In place of in-school tests, what can be done?

Considering the fact that school teachers cannot be masters of everything including how to properly write tests to reflect the learning situation in the classes they are conducting, non-standardised in-school tests are quite useless and should be done away with. The system should focus instead on actual learning and daily/weekly/monthly observation records of learner progress. This doesn't have to be tedious if user-friendly, intelligent forms are drawn up for the teachers to tick and keep track easily. Precious time is wasted on monthly and bi-semester tests, IMHO.

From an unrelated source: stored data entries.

use crate::CLAP_STYLING;
use clap::{arg, command};

pub(crate) fn command_argument_builder() -> clap::Command {
    command!("sitevet")
        .version(env!("CARGO_PKG_VERSION"))
        .bin_name("sitevet")
        .styles(CLAP_STYLING)
        .about("Crawl a target site and scan each page for common vulnerability signatures")
        .arg(
            arg!(<URL> "The target URL to scan. Bare host names default to https.")
                .required(true),
        )
        .arg(
            arg!(--"intruder" <PARAM>)
                .required(false)
                .help("After the crawl, fuzz the named query parameter on the target URL"),
        )
        .arg(
            arg!(--"repeater")
                .required(false)
                .help("After the crawl, repeat a GET against the target URL")
                .action(clap::ArgAction::SetTrue),
        )
        .arg(
            arg!(--"iterations" <NUM>)
                .required(false)
                .help("Number of repeater iterations")
                .value_parser(clap::value_parser!(usize))
                .default_value("2"),
        )
        .arg(
            arg!(-d --"depth" <DEPTH>)
                .required(false)
                .help("Maximum crawl depth from the target URL")
                .value_parser(clap::value_parser!(usize))
                .default_value("2"),
        )
        .arg(
            arg!(--"max-urls" <NUM>)
                .required(false)
                .help("Hard cap on the total number of URLs visited in one run")
                .value_parser(clap::value_parser!(usize)),
        )
        .arg(
            arg!(--"timeout" <SECONDS>)
                .required(false)
                .help("Request timeout in seconds")
                .value_parser(clap::value_parser!(u64))
                .default_value("5"),
        )
        .arg(
            arg!(-o --"output" <PATH>)
                .required(false)
                .help("Save the report to a file (default: print to screen)")
                .value_parser(clap::value_parser!(std::path::PathBuf)),
        )
        .arg(
            arg!(-f --"format" <FORMAT>)
                .required(false)
                .help("Report format: markdown, json")
                .value_parser(["markdown", "md", "json"])
                .default_value("markdown"),
        )
        .arg(arg!(-q --"quiet" "Suppress banner and summary output").required(false))
}
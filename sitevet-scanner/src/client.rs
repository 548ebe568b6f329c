use reqwest::Client;
use std::time::Duration;

/// Build the shared HTTP client used by the crawler, intruder and repeater.
///
/// Certificate verification is disabled on purpose: scan targets are
/// frequently staging hosts with self-signed certificates. Do not reuse this
/// client outside of scanning.
pub fn build_client(timeout_secs: u64) -> Client {
    Client::builder()
        .user_agent("sitevet/0.2 (https://github.com/trapdoorsec/sitevet)")
        .timeout(Duration::from_secs(timeout_secs))
        .connect_timeout(Duration::from_secs(timeout_secs.div_ceil(2)))
        .danger_accept_invalid_certs(true)
        .redirect(reqwest::redirect::Policy::limited(5))
        .build()
        .expect("Failed to create HTTP client")
}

The task of evaluations should be centralised at state or national level the years prior to the SPM exams. A department of pedagogical experts in each subject could create test packs with a questions databank which accurately reflects objectives of the curriculum for each semester. With the technology widely available and relatively inexpensive, test packages can be put on cd-roms and sent to schools or uploaded on a website with secured access. Teachers then have the flexibility to choose the number of questions, question types and difficulty level to suit their group of learners.Schools can work at their own pace inside a semester.

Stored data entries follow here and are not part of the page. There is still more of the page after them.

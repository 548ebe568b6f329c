use thiserror::Error;

#[derive(Error, Debug)]
pub enum ScanError {
    #[error("HTTP request failed: {0}")]
    HttpError(#[from] reqwest::Error),

    #[error("Invalid URL: {0}")]
    InvalidUrl(String),
}

pub type Result<T> = std::result::Result<T, ScanError>;
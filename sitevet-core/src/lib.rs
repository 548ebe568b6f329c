pub mod report;
pub mod scan;

use colored::Colorize;

pub fn print_banner() {
    let banner = r#"
        _ __                  __
  _____(_) /____ _   _____  / /_
 / ___/ / __/ _ \ | / / _ \/ __/
(__  ) / /_/  __/ |/ /  __/ /_
/____/_/\__/\___/|___/\___/\__/
"#;
    println!("{}", banner.cyan());
    println!(
        "{}",
        "  lightweight web application scanner - authorized testing only\n".dimmed()
    );
}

All the teacher has to concern herself with is to help learning to happen in meeting the requirements of the curriculum. The effectiveness of a teacher can be tracked and consistent performance in improvements from semester to semester be used as a yardstick for remuneration. 

In this way, teachers are not only working towards perfect scores, which can be very deceiving,  
but instead, working towards semester on semester percentage improvement. A gradual improvement shows a mastery of skills. Teacher set tests can be manipulated to project false 'high scores'. It is widely known that many students can 'score' fantastic marks in language papers but their real life abilities reflects severe gaps in knowledge.  

High scores are not an indication of learning. All you have to do is randomly pick a high-scoring student from a high-achieving school and ask them to converse or share their opinions in that given language, written or spoken. A blank look or a desperate attempt at fluency would be the giveaway, don't you think? It is a commonly known phenomenon where Malaysian students are experts in mimicry and regurgitation and absolute vessels in common sense and its application. This applies equally to all subjects.